Enjoy a Safe Swim During Healthy and Safe Swimming Week and All Summer Long

Contact:
Communications Office
NewsMedia@flhealth.gov
(850) 245-4111

Tallahassee, Fla.—Memorial Day weekend and the start of the summer season are just around the corner, and the Florida Department of Health encourages residents and visitors to practice safe swim habits so they can make the most of their time with loved ones. This week, May 22-28, is Healthy and Safe Swimming Week, and the department reminds you that taking simple precautions can help maximize the health benefits and fun of swimming.

“As temperatures rise in Florida, swimming becomes a popular part of an ideal summer day,” said State Surgeon General and Secretary of Health Dr. Celeste Philip. “To keep those days spent in the water carefree and fun, I encourage families to take precautions to ensure the water is safe and that an adult is keeping an eye on inexperienced swimmers at all times.”
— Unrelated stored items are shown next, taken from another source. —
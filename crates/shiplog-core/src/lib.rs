//! Shiplog Core - shared foundations for changelog generation
//!
//! This crate provides the error taxonomy, the typed configuration and the
//! per-run context that every pipeline stage receives.

pub mod config;
pub mod context;
pub mod error;

pub use config::Config;
pub use context::{Diagnostic, RunContext};
pub use error::{ConfigError, GitError, Result, ShiplogError, Stage, StageError};
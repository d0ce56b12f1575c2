//! JSON changelog renderer

use shiplog_core::config::OutputFormat;
use shiplog_core::Result;
use tracing::{debug, instrument};

use super::ChangelogRenderer;
use crate::types::ChangelogDocument;

/// Emits the document model verbatim, fields in declaration order
#[derive(Debug, Default)]
pub struct JsonRenderer;

impl JsonRenderer {
    pub fn new() -> Self {
        Self
    }

    /// Read a rendered document back
    pub fn parse(input: &str) -> Result<ChangelogDocument> {
        Ok(serde_json::from_str(input)?)
    }
}

impl ChangelogRenderer for JsonRenderer {
    #[instrument(skip(self, document), fields(range = %document.metadata.range))]
    fn render(&self, document: &ChangelogDocument) -> Result<String> {
        let mut output = serde_json::to_string_pretty(document)?;
        output.push('\n');
        debug!(output_len = output.len(), "json changelog rendered");
        Ok(output)
    }

    fn format(&self) -> OutputFormat {
        OutputFormat::Json
    }
}
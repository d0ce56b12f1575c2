//! Commit range reading

use std::fmt;

use chrono::{TimeZone, Utc};
use git2::{Delta, Oid, Sort};
use tracing::{debug, info, instrument};

use shiplog_core::error::GitError;

use crate::repository::{GitRepo, Result};
use crate::types::{CommitInfo, FileChange, FileSnapshot, FileStatus};

/// A `<from>..<to>` range; `from` is exclusive and optional
#[derive(Debug, Clone, PartialEq, Eq)]
pub struct CommitRange {
    pub from: Option<String>,
    pub to: String,
}

impl CommitRange {
    /// Parse `a..b`, `..b`, `a..` or a single revision
    pub fn parse(expr: &str) -> Result<Self> {
        let expr = expr.trim();
        if expr.is_empty() {
            return Err(GitError::InvalidRange(expr.to_string()));
        }

        match expr.split_once("..") {
            Some((from, to)) => {
                if to.starts_with('.') {
                    return Err(GitError::InvalidRange(expr.to_string()));
                }
                let from = (!from.is_empty()).then(|| from.to_string());
                let to = if to.is_empty() { "HEAD" } else { to };
                Ok(Self {
                    from,
                    to: to.to_string(),
                })
            }
            None => Ok(Self {
                from: None,
                to: expr.to_string(),
            }),
        }
    }

    /// Range from a revision up to HEAD
    pub fn since(from: impl Into<String>) -> Self {
        Self {
            from: Some(from.into()),
            to: "HEAD".to_string(),
        }
    }

    /// Every commit reachable from HEAD
    pub fn all() -> Self {
        Self {
            from: None,
            to: "HEAD".to_string(),
        }
    }
}

impl fmt::Display for CommitRange {
    fn fmt(&self, f: &mut fmt::Formatter<'_>) -> fmt::Result {
        match &self.from {
            Some(from) => write!(f, "{}..{}", from, self.to),
            None => f.write_str(&self.to),
        }
    }
}

impl GitRepo {
    /// Read the commits in a range, oldest first.
    ///
    /// `snapshot` selects the paths whose before/after contents are captured.
    #[instrument(skip(self, snapshot), fields(range = %range))]
    pub fn commits_in_range<F>(&self, range: &CommitRange, snapshot: F) -> Result<Vec<CommitInfo>>
    where
        F: Fn(&str) -> bool,
    {
        let to = self.resolve(&range.to)?;

        let mut revwalk = self.repo.revwalk()?;
        revwalk.set_sorting(Sort::TOPOLOGICAL | Sort::TIME | Sort::REVERSE)?;
        revwalk.push(to)?;
        if let Some(from) = &range.from {
            revwalk.hide(self.resolve(from)?)?;
        }

        let mut commits = Vec::new();
        for oid in revwalk {
            let commit = self.repo.find_commit(oid?)?;
            commits.push(self.commit_to_info(&commit, &snapshot)?);
        }

        info!(count = commits.len(), "read commits");
        Ok(commits)
    }

    fn resolve(&self, rev: &str) -> Result<Oid> {
        let object = self
            .repo
            .revparse_single(rev)
            .map_err(|e| GitError::InvalidRevision {
                rev: rev.to_string(),
                reason: e.message().to_string(),
            })?;
        let commit = object.peel_to_commit().map_err(|e| GitError::InvalidRevision {
            rev: rev.to_string(),
            reason: e.message().to_string(),
        })?;
        Ok(commit.id())
    }

    fn commit_to_info<F>(&self, commit: &git2::Commit<'_>, snapshot: &F) -> Result<CommitInfo>
    where
        F: Fn(&str) -> bool,
    {
        let author = commit.author();
        let timestamp = Utc
            .timestamp_opt(commit.time().seconds(), 0)
            .single()
            .unwrap_or_else(Utc::now);

        let mut info = CommitInfo::new(
            commit.id().to_string(),
            commit.summary().unwrap_or("(no message)"),
            author.name().unwrap_or("Unknown"),
            author.email().unwrap_or("unknown@example.com"),
            timestamp,
        )
        .with_body(commit.body().unwrap_or_default());

        let tree = commit.tree()?;
        let parent_tree = match commit.parent(0) {
            Ok(parent) => Some(parent.tree()?),
            Err(_) => None,
        };
        let diff = self
            .repo
            .diff_tree_to_tree(parent_tree.as_ref(), Some(&tree), None)?;

        for (idx, delta) in diff.deltas().enumerate() {
            let status = match delta.status() {
                Delta::Added | Delta::Copied => FileStatus::Added,
                Delta::Deleted => FileStatus::Deleted,
                Delta::Renamed => FileStatus::Renamed,
                _ => FileStatus::Modified,
            };
            let file = if status == FileStatus::Deleted {
                delta.old_file()
            } else {
                delta.new_file()
            };
            let Some(path) = file.path().map(|p| p.to_string_lossy().replace('\\', "/")) else {
                continue;
            };

            let (added, removed) = match git2::Patch::from_diff(&diff, idx)? {
                Some(patch) => {
                    let (_, additions, deletions) = patch.line_stats()?;
                    (additions, deletions)
                }
                None => (0, 0),
            };

            if snapshot(&path) {
                info = info.with_snapshot(FileSnapshot {
                    path: path.clone(),
                    before: self.blob_text(delta.old_file().id()),
                    after: self.blob_text(delta.new_file().id()),
                });
            }
            info = info.with_file(FileChange::new(path, status, added, removed));
        }

        debug!(hash = %info.short_hash, files = info.files.len(), "commit read");
        Ok(info)
    }

    fn blob_text(&self, id: Oid) -> Option<String> {
        if id.is_zero() {
            return None;
        }
        let blob = self.repo.find_blob(id).ok()?;
        std::str::from_utf8(blob.content()).ok().map(str::to_string)
    }
}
Water quality is an essential part of enjoying a safe swim, and the department works to keep residents and visitors safe while swimming by conducting routine inspections of public pools to make sure they meet sanitation and safety standards. These reports are available to the public, and you can access the latest inspection reports for public pools and water playgrounds near you by clicking here. The department’s Florida Healthy Beaches program samples water from beaches along the coast and reports water quality every week.

Follow these simple steps for a healthy and safe swim experience:

  • Use a high SPF sunscreen to protect yourself and your family from harmful UV rays that cause sunburn and skin cancer and reapply after swimming;
  • Wear insect repellent to prevent mosquito bites and the spread of mosquito-borne illnesses;
  • Shower with soap before you get in the water;
  • Limit the amount of fresh water going up your nose when swimming can help prevent the infection from the ameba Naegleria fowleri. The amoeba that causes the rare infection of the brain called primary amebic meningoencephalitis (PAM) is often fatal.
  • Don't swallow the water you swim in;
  • Stay out of the water if you have diarrhea, don’t swim until you are diarrhea-free for two weeks;
  • Parents should take children on bathroom breaks every 60 minutes;
  • Avoid contact with algae blooms;
  • Wash your hands after visiting the bathroom or changing diapers; and
  • Visit your local hardware or pool-supply store and purchase pool test strips to check the chlorine and pH levels before getting into the water.

Parents should also be aware that the use of swim diapers and swim pants doesn’t necessarily keep fecal bacteria out of the water, and some germs can survive days even in properly chlorinated pools.

In addition to being aware of water quality, Floridians can take simple precautions to prevent injury or drowning. By incorporating layers of protection, including supervision, barriers and emergency preparedness, pool-goers can swim safely and securely.

Swimming is a fun form of exercise and a great way to get some relief from the heat. By following some simple steps, Floridians and visitors can ensure that the water they are swimming is safe and that their time with loved ones won’t be interrupted by injury or illness.

About the Florida Department of Health

The department, nationally accredited by the Public Health Accreditation Board, works to protect, promote, and improve the health of all people in Florida through integrated state, county and community efforts.